September 26, 2006

Rams vs. Buffaloes

An intrastate rivalry is deepening. AlexC sends a link to a DenverPost.com story about a CSU professor (well covered on these pages) and an NCAR scientist in Boulder.

The words "global warming" provoke a sharp retort from Colorado State University meteorology professor emeritus William Gray: "It's a big scam."

And the name of climate researcher Kevin Trenberth elicits a sputtered "opportunist."
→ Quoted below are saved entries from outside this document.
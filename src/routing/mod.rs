//! Routing subsystem.
//!
//! # Data Flow
//! ```text
//! Incoming request path + query
//!     → matcher.rs (normalize dot segments)
//!     → router.rs (ordered prefix scan)
//!     → matcher.rs (literal prefix strip)
//!     → Return: ResolvedRoute { provider, target_url } or None
//!
//! Route table construction (at startup):
//!     Provider::ALL
//!     → apply [upstreams] overrides from config
//!     → Freeze as immutable RouteTable
//! ```
//!
//! # Design Decisions
//! - Routes built at startup, immutable at runtime
//! - No regex (prefix matching only)
//! - First match wins (declaration order)
//! - Provider identity is a tagged enum, not a closure

pub mod matcher;
pub mod provider;
pub mod router;

pub use matcher::normalize_path;
pub use provider::{AuthHeader, Provider};
pub use router::{ResolvedRoute, Route, RouteTable};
At the National Center for Atmospheric Research, where Trenberth works, Gray's name prompts dismay. "Bill Gray is completely unreasonable," Trenberth says. "He has a mind block on this."
Only 55 miles separate NCAR's headquarters, nestled in the Front Range foothills, from CSU in Fort Collins. But when it comes to climate change, the gap is as big as any in the scientific community.
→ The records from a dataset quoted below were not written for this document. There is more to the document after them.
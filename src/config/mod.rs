//! Configuration management subsystem.
//!
//! # Data Flow
//! ```text
//! config file (TOML, optional)
//!     → loader.rs (parse & deserialize)
//!     → validation.rs (semantic checks)
//!     → ProxyConfig (validated, immutable)
//!     → consumed once by HttpServer::new at startup
//! ```
//!
//! # Design Decisions
//! - Config is immutable once loaded; changes require a restart
//! - All fields have defaults to allow minimal configs
//! - Validation separates syntactic (serde) from semantic checks
//! - Secrets never appear here; they are read from the environment per request

pub mod loader;
pub mod schema;
pub mod validation;

pub use loader::{load_config, ConfigError};
pub use schema::{
    ListenerConfig, LogFormat, ObservabilityConfig, ProxyConfig, SecretsConfig, TimeoutConfig,
    TlsConfig, UpstreamConfig,
};
pub use validation::ValidationError;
The article is pretty balanced, enumerating what is and is not disputed. The author leans on consensus and majority as favoring the existence of man made global warming. I repeat that science is not democratic, look more to Karl Popper's epistemology and less toward focus groups.

Yet the story is a pretty balanced look at the controversy and worth a read.

I just hope Dr. Gray doesn't call Dr. Trenberth "macaca."

Environment Posted by jk at September 26, 2006 12:56 PM

Hey, careful there. My beloved Buffaloes have nothing to do with NCAR.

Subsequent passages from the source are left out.